- 1 (3 pound) whole chicken
- 1 teaspoon canola oil
- 2 medium carrots, cut into chunks
- 1 medium onion, cut into chunks
- 3 sprigs fresh parsley
- 1 bay leaf
- 1/2 teaspoon dried thyme
- 1/4 teaspoon dried rosemary
- 1/4 teaspoon whole peppercorns
- 2 1/2 quarts cold water
- 1 celery rib with leaves, cut into chunks
- Cut chicken into parts, reserving back and neck. In a soup kettle, cook chicken breast halves in oil over medium heat until browned, about 5 minutes; remove and set aside. Cook remaining chicken pieces, including back and neck, in two batches until browned; set aside. In the same pan, saute the carrots and onion until onion is tender.
- Place seasonings on a double thickness of cheesecloth; bring up corners of cloth and tie with kitchen string to form a bag.
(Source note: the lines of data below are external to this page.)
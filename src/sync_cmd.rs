//! `vmirror sync`: run sync cycles from the command line.
//!
//! `sync all` syncs every active source, `sync <id>` a single one and
//! `sync <id> <id> ...` an explicit set. A single-source run fails the
//! command when that source fails; batch runs print a per-source table and
//! fail the command if any source failed.

use anyhow::{bail, Context, Result};

use crate::config::Config;
use crate::db;
use crate::models::SyncStats;
use crate::sync::{BatchReport, SyncOrchestrator, SyncOutcome};

/// Columns shown in the per-source summary.
const SUMMARY_KEYS: [&str; 5] = ["vms", "hosts", "datastores", "clusters", "skipped_objects"];

pub async fn run_sync(config: &Config, targets: &[String]) -> Result<()> {
    let pool = db::connect(config).await?;
    let orchestrator = SyncOrchestrator::with_builtin_adapters(pool.clone(), &config.sync);

    let result = match parse_targets(targets)? {
        Target::All => orchestrator
            .sync_all()
            .await
            .map_err(anyhow::Error::from)
            .and_then(|report| print_report(&report)),
        Target::One(id) => match orchestrator.sync_one(id).await {
            Ok(stats) => {
                print_stats(id, &stats);
                Ok(())
            }
            Err(e) => Err(anyhow::Error::new(e).context(format!("sync of source {} failed", id))),
        },
        Target::Many(ids) => orchestrator
            .sync_sources(&ids)
            .await
            .map_err(anyhow::Error::from)
            .and_then(|report| print_report(&report)),
    };

    pool.close().await;
    result
}

#[derive(Debug, PartialEq)]
enum Target {
    All,
    One(i64),
    Many(Vec<i64>),
}

fn parse_targets(targets: &[String]) -> Result<Target> {
    match targets {
        [] => bail!("nothing to sync: pass `all` or one or more source ids"),
        [only] if only == "all" => Ok(Target::All),
        _ => {
            let ids = targets
                .iter()
                .map(|t| {
                    t.parse::<i64>()
                        .with_context(|| format!("invalid source id: '{}'", t))
                })
                .collect::<Result<Vec<_>>>()?;
            match ids.as_slice() {
                [id] => Ok(Target::One(*id)),
                _ => Ok(Target::Many(ids)),
            }
        }
    }
}

fn print_stats(id: i64, stats: &SyncStats) {
    println!("sync source {}", id);
    for (key, n) in stats {
        println!("  {:<18} {:>8}", key, n);
    }
    println!("ok");
}

fn print_report(report: &BatchReport) -> Result<()> {
    if report.is_empty() {
        println!("No active sources to sync.");
        return Ok(());
    }

    println!(
        "{:<5} {:<28} {:<10} {:>6} {:>6} {:>6} {:>6} {:>8}   ERROR",
        "ID", "HOSTNAME", "STATUS", "VMS", "HOSTS", "DS", "CLUST", "SKIPPED"
    );
    for r in &report.results {
        match &r.outcome {
            SyncOutcome::Completed { stats } => {
                let n: Vec<u64> = SUMMARY_KEYS
                    .iter()
                    .map(|k| stats.get(*k).copied().unwrap_or(0))
                    .collect();
                println!(
                    "{:<5} {:<28} {:<10} {:>6} {:>6} {:>6} {:>6} {:>8}",
                    r.source_id, r.hostname, "completed", n[0], n[1], n[2], n[3], n[4]
                );
            }
            SyncOutcome::Failed { error, .. } => {
                println!(
                    "{:<5} {:<28} {:<10} {:>6} {:>6} {:>6} {:>6} {:>8}   {}",
                    r.source_id, r.hostname, "failed", "-", "-", "-", "-", "-", error
                );
            }
        }
    }

    println!();
    println!(
        "{} succeeded, {} failed",
        report.succeeded(),
        report.failed()
    );

    if report.failed() > 0 {
        bail!("{} of {} sources failed", report.failed(), report.results.len());
    }
    Ok(())
}
//! Core data models: sources, inventory records and the per-cycle record set.
//!
//! Every inventory record type is declared with `inventory_record!`, which
//! derives the struct together with its table name, column list and SQL
//! column types. The store adds `id`, `source_id` and `last_updated` to
//! every table, so records carry only remote attributes.
//!
//! Relationships are denormalized by name (a VM carries its cluster and host
//! names) except for explicit moid chains: folder parents, snapshot parents
//! and DRS rule VM lists.

use chrono::{DateTime, Utc};
use serde::{Deserialize, Serialize};
use std::collections::BTreeMap;
use std::fmt;
use std::str::FromStr;

// ═══════════════════════════════════════════════════════════════════════
// Sources
// ═══════════════════════════════════════════════════════════════════════

/// Sync lifecycle of a source: `pending → syncing → {completed | failed}`.
#[derive(Debug, Clone, Copy, PartialEq, Eq, Serialize, Deserialize)]
#[serde(rename_all = "lowercase")]
pub enum SyncStatus {
    Pending,
    Syncing,
    Completed,
    Failed,
}

impl SyncStatus {
    pub fn as_str(&self) -> &'static str {
        match self {
            SyncStatus::Pending => "pending",
            SyncStatus::Syncing => "syncing",
            SyncStatus::Completed => "completed",
            SyncStatus::Failed => "failed",
        }
    }
}

impl fmt::Display for SyncStatus {
    fn fmt(&self, f: &mut fmt::Formatter<'_>) -> fmt::Result {
        f.write_str(self.as_str())
    }
}

impl FromStr for SyncStatus {
    type Err = String;

    fn from_str(s: &str) -> Result<Self, Self::Err> {
        match s {
            "pending" => Ok(SyncStatus::Pending),
            "syncing" => Ok(SyncStatus::Syncing),
            "completed" => Ok(SyncStatus::Completed),
            "failed" => Ok(SyncStatus::Failed),
            other => Err(format!("unknown sync status: '{}'", other)),
        }
    }
}

/// One remote inventory provider, as provisioned in the `sources` table.
#[derive(Debug, Clone, Serialize)]
pub struct Source {
    pub id: i64,
    pub hostname: String,
    pub username: Option<String>,
    /// Name of the environment variable holding the credential.
    pub credential_ref: Option<String>,
    /// Adapter kind used to reach the source (e.g. `"file"`).
    pub adapter: String,
    /// Adapter-specific locator (a dump path for `file`).
    pub endpoint: Option<String>,
    pub is_active: bool,
    pub sync_status: SyncStatus,
    pub last_sync: Option<DateTime<Utc>>,
    pub last_error: Option<String>,
}

/// Provisioning input for a new source.
#[derive(Debug, Clone)]
pub struct NewSource {
    pub hostname: String,
    pub username: Option<String>,
    pub credential_ref: Option<String>,
    pub adapter: String,
    pub endpoint: Option<String>,
    pub is_active: bool,
}

impl NewSource {
    pub fn new(hostname: impl Into<String>, adapter: impl Into<String>) -> Self {
        Self {
            hostname: hostname.into(),
            username: None,
            credential_ref: None,
            adapter: adapter.into(),
            endpoint: None,
            is_active: true,
        }
    }

    pub fn endpoint(mut self, endpoint: impl Into<String>) -> Self {
        self.endpoint = Some(endpoint.into());
        self
    }

    pub fn inactive(mut self) -> Self {
        self.is_active = false;
        self
    }
}

// ═══════════════════════════════════════════════════════════════════════
// Column plumbing
// ═══════════════════════════════════════════════════════════════════════

/// A single column value ready to be bound into an INSERT.
#[derive(Debug, Clone, PartialEq)]
pub enum SqlValue {
    Null,
    Int(i64),
    Real(f64),
    Text(String),
}

impl From<String> for SqlValue {
    fn from(v: String) -> Self {
        SqlValue::Text(v)
    }
}

impl From<i64> for SqlValue {
    fn from(v: i64) -> Self {
        SqlValue::Int(v)
    }
}

impl From<f64> for SqlValue {
    fn from(v: f64) -> Self {
        SqlValue::Real(v)
    }
}

impl From<bool> for SqlValue {
    fn from(v: bool) -> Self {
        SqlValue::Int(v as i64)
    }
}

/// Timestamps are stored as unix seconds.
impl From<DateTime<Utc>> for SqlValue {
    fn from(v: DateTime<Utc>) -> Self {
        SqlValue::Int(v.timestamp())
    }
}

/// Moid lists are stored as a JSON array.
impl From<Vec<String>> for SqlValue {
    fn from(v: Vec<String>) -> Self {
        SqlValue::Text(serde_json::to_string(&v).unwrap_or_else(|_| "[]".to_string()))
    }
}

impl<T: Into<SqlValue>> From<Option<T>> for SqlValue {
    fn from(v: Option<T>) -> Self {
        v.map(Into::into).unwrap_or(SqlValue::Null)
    }
}

/// SQL declaration used for a record field's column.
pub trait SqlType {
    const SQL: &'static str;
}

impl SqlType for String {
    const SQL: &'static str = "TEXT NOT NULL";
}
impl SqlType for i64 {
    const SQL: &'static str = "INTEGER NOT NULL DEFAULT 0";
}
impl SqlType for f64 {
    const SQL: &'static str = "REAL NOT NULL DEFAULT 0";
}
impl SqlType for bool {
    const SQL: &'static str = "INTEGER NOT NULL DEFAULT 0";
}
impl SqlType for DateTime<Utc> {
    const SQL: &'static str = "INTEGER NOT NULL";
}
impl SqlType for Vec<String> {
    const SQL: &'static str = "TEXT NOT NULL DEFAULT '[]'";
}
impl SqlType for Option<String> {
    const SQL: &'static str = "TEXT";
}
impl SqlType for Option<i64> {
    const SQL: &'static str = "INTEGER";
}
impl SqlType for Option<f64> {
    const SQL: &'static str = "REAL";
}
impl SqlType for Option<bool> {
    const SQL: &'static str = "INTEGER";
}
impl SqlType for Option<DateTime<Utc>> {
    const SQL: &'static str = "INTEGER";
}

/// A record type stored in its own table, one row per remote object.
pub trait InventoryRecord: Send + Sync {
    const TABLE: &'static str;
    const COLUMNS: &'static [&'static str];
    const COLUMN_TYPES: &'static [&'static str];

    /// Column values in [`COLUMNS`](Self::COLUMNS) order.
    fn values(&self) -> Vec<SqlValue>;
}

/// Time-series records: unique per `(source_id, object, timestamp)` and
/// retained only within the configured window.
pub trait PerformanceSample: InventoryRecord {
    const OBJECT_COLUMN: &'static str;

    fn timestamp(&self) -> DateTime<Utc>;
}
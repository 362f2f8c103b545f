//! TOML configuration.
//!
//! A single file configures the database, the sync engine, the query
//! interpreter, the HTTP server and logging. Only `[db].path` is required;
//! every other key has a default.
//!
//! ```toml
//! [db]
//! path = "./data/inventory.sqlite"
//!
//! [sync]
//! max_workers = 10
//! performance_retention_hours = 24
//!
//! [query]
//! fuzzy_threshold = 0.8
//!
//! [server]
//! bind = "127.0.0.1:8080"
//! ```

use anyhow::{Context, Result};
use serde::Deserialize;
use std::path::{Path, PathBuf};
use std::time::Duration;

#[derive(Debug, Deserialize, Clone)]
pub struct Config {
    pub db: DbConfig,
    #[serde(default)]
    pub sync: SyncConfig,
    #[serde(default)]
    pub query: QueryConfig,
    #[serde(default)]
    pub server: ServerConfig,
    #[serde(default)]
    pub log: LogConfig,
}

#[derive(Debug, Deserialize, Clone)]
pub struct DbConfig {
    pub path: PathBuf,
    #[serde(default = "default_max_connections")]
    pub max_connections: u32,
    #[serde(default = "default_busy_timeout_secs")]
    pub busy_timeout_secs: u64,
}

fn default_max_connections() -> u32 {
    10
}
fn default_busy_timeout_secs() -> u64 {
    30
}

#[derive(Debug, Deserialize, Clone)]
pub struct SyncConfig {
    #[serde(default = "default_max_workers")]
    pub max_workers: usize,
    #[serde(default = "default_retention_hours")]
    pub performance_retention_hours: i64,
    #[serde(default = "default_max_events")]
    pub max_events: usize,
    /// Per-source fetch timeout. `0` disables it.
    #[serde(default)]
    pub source_timeout_secs: u64,
    /// Scheduler interval used by `serve`. `0` disables periodic sync.
    #[serde(default = "default_interval_minutes")]
    pub interval_minutes: u64,
    /// A `syncing` claim older than this is treated as abandoned by a
    /// crashed process and may be taken over.
    #[serde(default = "default_stale_claim_minutes")]
    pub stale_claim_minutes: i64,
}

impl Default for SyncConfig {
    fn default() -> Self {
        Self {
            max_workers: default_max_workers(),
            performance_retention_hours: default_retention_hours(),
            max_events: default_max_events(),
            source_timeout_secs: 0,
            interval_minutes: default_interval_minutes(),
            stale_claim_minutes: default_stale_claim_minutes(),
        }
    }
}

impl SyncConfig {
    pub fn source_timeout(&self) -> Option<Duration> {
        (self.source_timeout_secs > 0).then(|| Duration::from_secs(self.source_timeout_secs))
    }

    pub fn interval(&self) -> Option<Duration> {
        (self.interval_minutes > 0).then(|| Duration::from_secs(self.interval_minutes * 60))
    }
}

fn default_max_workers() -> usize {
    10
}
fn default_retention_hours() -> i64 {
    24
}
fn default_max_events() -> usize {
    100
}
fn default_interval_minutes() -> u64 {
    60
}
fn default_stale_claim_minutes() -> i64 {
    360
}

#[derive(Debug, Deserialize, Clone)]
pub struct QueryConfig {
    #[serde(default = "default_fuzzy_threshold")]
    pub fuzzy_threshold: f64,
    /// Regex with one capture group: the cluster name filter.
    #[serde(default = "default_cluster_pattern")]
    pub cluster_pattern: String,
    /// Regex with one capture group: the host name filter.
    #[serde(default = "default_host_pattern")]
    pub host_pattern: String,
    /// Session contexts kept in memory; the least recently used is evicted.
    #[serde(default = "default_max_sessions")]
    pub max_sessions: usize,
}

impl Default for QueryConfig {
    fn default() -> Self {
        Self {
            fuzzy_threshold: default_fuzzy_threshold(),
            cluster_pattern: default_cluster_pattern(),
            host_pattern: default_host_pattern(),
            max_sessions: default_max_sessions(),
        }
    }
}

fn default_fuzzy_threshold() -> f64 {
    0.8
}
fn default_cluster_pattern() -> String {
    r"\bcluster\s+(\w+)".to_string()
}
fn default_host_pattern() -> String {
    r"\bhost\s+(\w+)".to_string()
}
fn default_max_sessions() -> usize {
    1000
}

#[derive(Debug, Deserialize, Clone)]
pub struct ServerConfig {
    #[serde(default = "default_bind")]
    pub bind: String,
}

impl Default for ServerConfig {
    fn default() -> Self {
        Self {
            bind: default_bind(),
        }
    }
}

fn default_bind() -> String {
    "127.0.0.1:8080".to_string()
}

#[derive(Debug, Deserialize, Clone)]
pub struct LogConfig {
    #[serde(default = "default_log_level")]
    pub level: String,
}

impl Default for LogConfig {
    fn default() -> Self {
        Self {
            level: default_log_level(),
        }
    }
}

fn default_log_level() -> String {
    "info".to_string()
}

impl Config {
    /// A config with defaults everywhere and the database at `db_path`.
    pub fn with_db_path(db_path: impl Into<PathBuf>) -> Self {
        Self {
            db: DbConfig {
                path: db_path.into(),
                max_connections: default_max_connections(),
                busy_timeout_secs: default_busy_timeout_secs(),
            },
            sync: SyncConfig::default(),
            query: QueryConfig::default(),
            server: ServerConfig::default(),
            log: LogConfig::default(),
        }
    }
}

pub fn load_config(path: &Path) -> Result<Config> {
    let content = std::fs::read_to_string(path)
        .with_context(|| format!("Failed to read config file: {}", path.display()))?;
    parse_config(&content)
}

pub fn parse_config(content: &str) -> Result<Config> {
    let config: Config = toml::from_str(content).with_context(|| "Failed to parse config file")?;

    if config.db.max_connections == 0 {
        anyhow::bail!("db.max_connections must be >= 1");
    }

    if config.sync.max_workers == 0 {
        anyhow::bail!("sync.max_workers must be >= 1");
    }

    if config.sync.performance_retention_hours < 1 {
        anyhow::bail!("sync.performance_retention_hours must be >= 1");
    }

    if config.sync.stale_claim_minutes < 1 {
        anyhow::bail!("sync.stale_claim_minutes must be >= 1");
    }

    if config.query.max_sessions == 0 {
        anyhow::bail!("query.max_sessions must be >= 1");
    }

    let threshold = config.query.fuzzy_threshold;
    if !(threshold > 0.0 && threshold <= 1.0) {
        anyhow::bail!("query.fuzzy_threshold must be in (0.0, 1.0]");
    }

    for (key, pattern) in [
        ("query.cluster_pattern", &config.query.cluster_pattern),
        ("query.host_pattern", &config.query.host_pattern),
    ] {
        let re = regex::Regex::new(pattern)
            .with_context(|| format!("{} is not a valid regex", key))?;
        if re.captures_len() < 2 {
            anyhow::bail!("{} must contain a capture group", key);
        }
    }

    Ok(config)
}

#[cfg(test)]
mod tests {
    use super::*;

    #[test]
    fn minimal_config_uses_defaults() {
        let config = parse_config("[db]\npath = \"/tmp/inv.sqlite\"\n").unwrap();
        assert_eq!(config.db.max_connections, 10);
        assert_eq!(config.sync.max_workers, 10);
        assert_eq!(config.sync.performance_retention_hours, 24);
        assert_eq!(config.sync.max_events, 100);
        assert!(config.sync.source_timeout().is_none());
        assert_eq!(config.sync.interval(), Some(Duration::from_secs(3600)));
        assert!((config.query.fuzzy_threshold - 0.8).abs() < f64::EPSILON);
        assert_eq!(config.query.max_sessions, 1000);
        assert_eq!(config.sync.stale_claim_minutes, 360);
        assert_eq!(config.server.bind, "127.0.0.1:8080");
        assert_eq!(config.log.level, "info");
    }

    #[test]
    fn rejects_zero_workers() {
        let err = parse_config("[db]\npath = \"x.db\"\n[sync]\nmax_workers = 0\n").unwrap_err();
        assert!(err.to_string().contains("max_workers"));
    }

    #[test]
    fn rejects_zero_session_cap() {
        let err = parse_config("[db]\npath = \"x.db\"\n[query]\nmax_sessions = 0\n").unwrap_err();
        assert!(err.to_string().contains("max_sessions"));
    }

    #[test]
    fn rejects_out_of_range_threshold() {
        let err =
            parse_config("[db]\npath = \"x.db\"\n[query]\nfuzzy_threshold = 1.5\n").unwrap_err();
        assert!(err.to_string().contains("fuzzy_threshold"));
    }

    #[test]
    fn rejects_name_pattern_without_capture_group() {
        let err = parse_config("[db]\npath = \"x.db\"\n[query]\nhost_pattern = 'host'\n")
            .unwrap_err();
        assert!(err.to_string().contains("host_pattern"));
    }

    #[test]
    fn zero_interval_disables_scheduler() {
        let config = parse_config("[db]\npath = \"x.db\"\n[sync]\ninterval_minutes = 0\nsource_timeout_secs = 5\n").unwrap();
        assert!(config.sync.interval().is_none());
        assert_eq!(config.sync.source_timeout(), Some(Duration::from_secs(5)));
    }
}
- Return chicken to the pan. Add cold water, celery and spice bag. slowly bring to a boil over medium-low heat. Reduce heat; simmer, uncovered, for 30 minutes. Skim foam. Remove chicken breast halves from pan. Remove meat from bones; return bones to pan. Refrigerate chicken breast meat for another use.
- Simmer stock, uncovered, 3-4 hours longer. Strain; discard chicken, bones, vegetables and spice bag. Refrigerate for 8 hours or overnight. Remove fat from surface.